Data
2026-10-04
Duração
14 noites
Porto de partida
Paris
França
Porto de chegada
Arles
Reino Unido
Categoria
—
Tema
—








Uniworld Cruzeiros Fluviais
Super Ship
2017
—
1,500 GT
128
64
52
410 m
11.4 m
10 knots
Não

Paris recompensa cada chegada como se fosse a primeira — o fluxo do Sena, a tracaria gótica de Notre-Dame ressurgindo de suas cinzas de 2019, a Torre Eiffel conseguindo surpreender a cada encontro, a pirâmide de vidro do Louvre refletindo nuvens no pátio de um palácio que serviu reis franceses por quatro séculos. Além dos monumentos, Paris é uma cidade de bairros: as brasseries da Belle Époque de Montparnasse, os passagens cobertas do 2º arrondissement, os terraços no topo de Le Marais.
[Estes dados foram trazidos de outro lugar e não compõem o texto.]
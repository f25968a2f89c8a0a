use std::sync::Arc;

use parking_lot::Mutex;

use crate::buffer::BufferPoolManager;
use crate::common::{PageId, RecordId, Result, StratumError};
use crate::storage::page::{TablePage, TablePageRef, TupleMeta};

/// A heap of tuples stored in a singly-linked chain of table pages.
///
/// Appends go to the tail page; a full tail grows the chain by one page.
/// Tuples are addressed by RecordId and never move, so the per-tuple
/// deletion flag can be flipped in place by transaction rollback.
pub struct TableHeap {
    bpm: Arc<BufferPoolManager>,
    first_page_id: PageId,
    /// Tail of the page chain; the mutex serializes appends
    last_page_id: Mutex<PageId>,
}

impl TableHeap {
    pub fn new(bpm: Arc<BufferPoolManager>) -> Result<Self> {
        let first_page_id = {
            let basic = bpm.new_page()?;
            let pid = basic.page_id();
            let mut guard = bpm.fetch_page_write(pid)?;
            TablePage::new(guard.data_mut()).init();
            pid
        };

        Ok(Self {
            bpm,
            first_page_id,
            last_page_id: Mutex::new(first_page_id),
        })
    }

    pub fn first_page_id(&self) -> PageId {
        self.first_page_id
    }

    /// Appends a tuple and returns its address.
    pub fn insert_tuple(&self, tuple: &[u8]) -> Result<RecordId> {
        let mut last = self.last_page_id.lock();

        {
            let mut guard = self.bpm.fetch_page_write(*last)?;
            let mut page = TablePage::new(guard.data_mut());
            if let Some(slot) = page.insert_tuple(tuple) {
                return Ok(RecordId::new(*last, slot));
            }
        }

        // tail is full: chain a fresh page
        let new_pid = {
            let basic = self.bpm.new_page()?;
            let pid = basic.page_id();
            let mut guard = self.bpm.fetch_page_write(pid)?;
            TablePage::new(guard.data_mut()).init();
            pid
        };
        {
            let mut guard = self.bpm.fetch_page_write(*last)?;
            TablePage::new(guard.data_mut()).set_next_page_id(new_pid);
        }
        *last = new_pid;

        let mut guard = self.bpm.fetch_page_write(new_pid)?;
        let mut page = TablePage::new(guard.data_mut());
        let slot = page
            .insert_tuple(tuple)
            .ok_or(StratumError::TupleTooLarge(tuple.len()))?;
        Ok(RecordId::new(new_pid, slot))
    }

    /// Reads a tuple and its metadata.
    pub fn get_tuple(&self, rid: RecordId) -> Result<(TupleMeta, Vec<u8>)> {
        let guard = self.bpm.fetch_page_read(rid.page_id)?;
        let page = TablePageRef::new(guard.data());
        let meta = page
            .tuple_meta(rid.slot_id)
            .ok_or(StratumError::TupleNotFound(rid))?;
        let data = page
            .tuple(rid.slot_id)
            .ok_or(StratumError::TupleNotFound(rid))?
            .to_vec();
        Ok((meta, data))
    }

    pub fn tuple_meta(&self, rid: RecordId) -> Result<TupleMeta> {
        let guard = self.bpm.fetch_page_read(rid.page_id)?;
        TablePageRef::new(guard.data())
            .tuple_meta(rid.slot_id)
            .ok_or(StratumError::TupleNotFound(rid))
    }

    pub fn set_tuple_meta(&self, rid: RecordId, meta: TupleMeta) -> Result<()> {
        let mut guard = self.bpm.fetch_page_write(rid.page_id)?;
        TablePage::new(guard.data_mut()).set_tuple_meta(rid.slot_id, meta)
    }
}
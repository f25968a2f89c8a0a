use std::cmp::Ordering;
use std::fmt::Write as _;
use std::sync::Arc;

use log::debug;
use parking_lot::RwLock;

use crate::buffer::{BufferPoolManager, WritePageGuard};
use crate::common::{PageId, RecordId, Result, StratumError, INVALID_PAGE_ID};

use super::btree_iterator::BPlusTreeIterator;
use super::btree_page::{
    read_root_page_id, write_root_page_id, BTreeNode, BTreeNodeRef, INTERNAL_CAPACITY,
    LEAF_CAPACITY,
};
use super::key_comparator::{IndexKey, KeyComparator};

/// Latch context carried down a write descent: the still-held ancestor
/// guards, each with the index of that node in its parent.
type WriteSet = Vec<(WritePageGuard, usize)>;

/// A disk-resident B+ tree mapping u32 keys to record ids.
///
/// All node access goes through buffer-pool page guards. Readers couple read
/// latches hand over hand down the tree; writers hold a stack of write
/// latches that is trimmed as soon as a node is found that cannot split
/// (insert) or underflow (remove). A dedicated header page stores the root
/// page id; the in-memory mirror under the root-id latch serves lookups that
/// do not need the page itself.
pub struct BPlusTree {
    bpm: Arc<BufferPoolManager>,
    header_page_id: PageId,
    /// In-memory mirror of the header page's root pointer
    root_id: RwLock<PageId>,
    comparator: Box<dyn KeyComparator>,
    leaf_max_size: usize,
    internal_max_size: usize,
}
Os Jardins de Luxemburgo em abril, ou uma noite de final de setembro no Canal Saint-Martin, estão entre as experiências mais civilizadas do mundo.

La Roche-Guyon é, sem dúvida, a vila mais dramaticamente situada na Île-de-France: um castelo medieval e um château renascentista construídos diretamente nas impressionantes falésias de giz branco acima de uma curva perfeita do Sena, setenta quilômetros a noroeste de Paris. Ricardo Coração de Leão e Rommel conheciam essas falésias, sendo que este último usou o château como seu quartel-general durante as semanas finais antes do Dia D. Hoje, recompensa os visitantes com cavernas trogloditas esculpidas na rocha, jardins franceses imaculados e vistas do rio de extraordinária beleza pastoral. La Roche-Guyon é mais encantadora de abril a outubro; combina naturalmente com um cruzeiro tranquilo ao longo das margens normandas do Sena.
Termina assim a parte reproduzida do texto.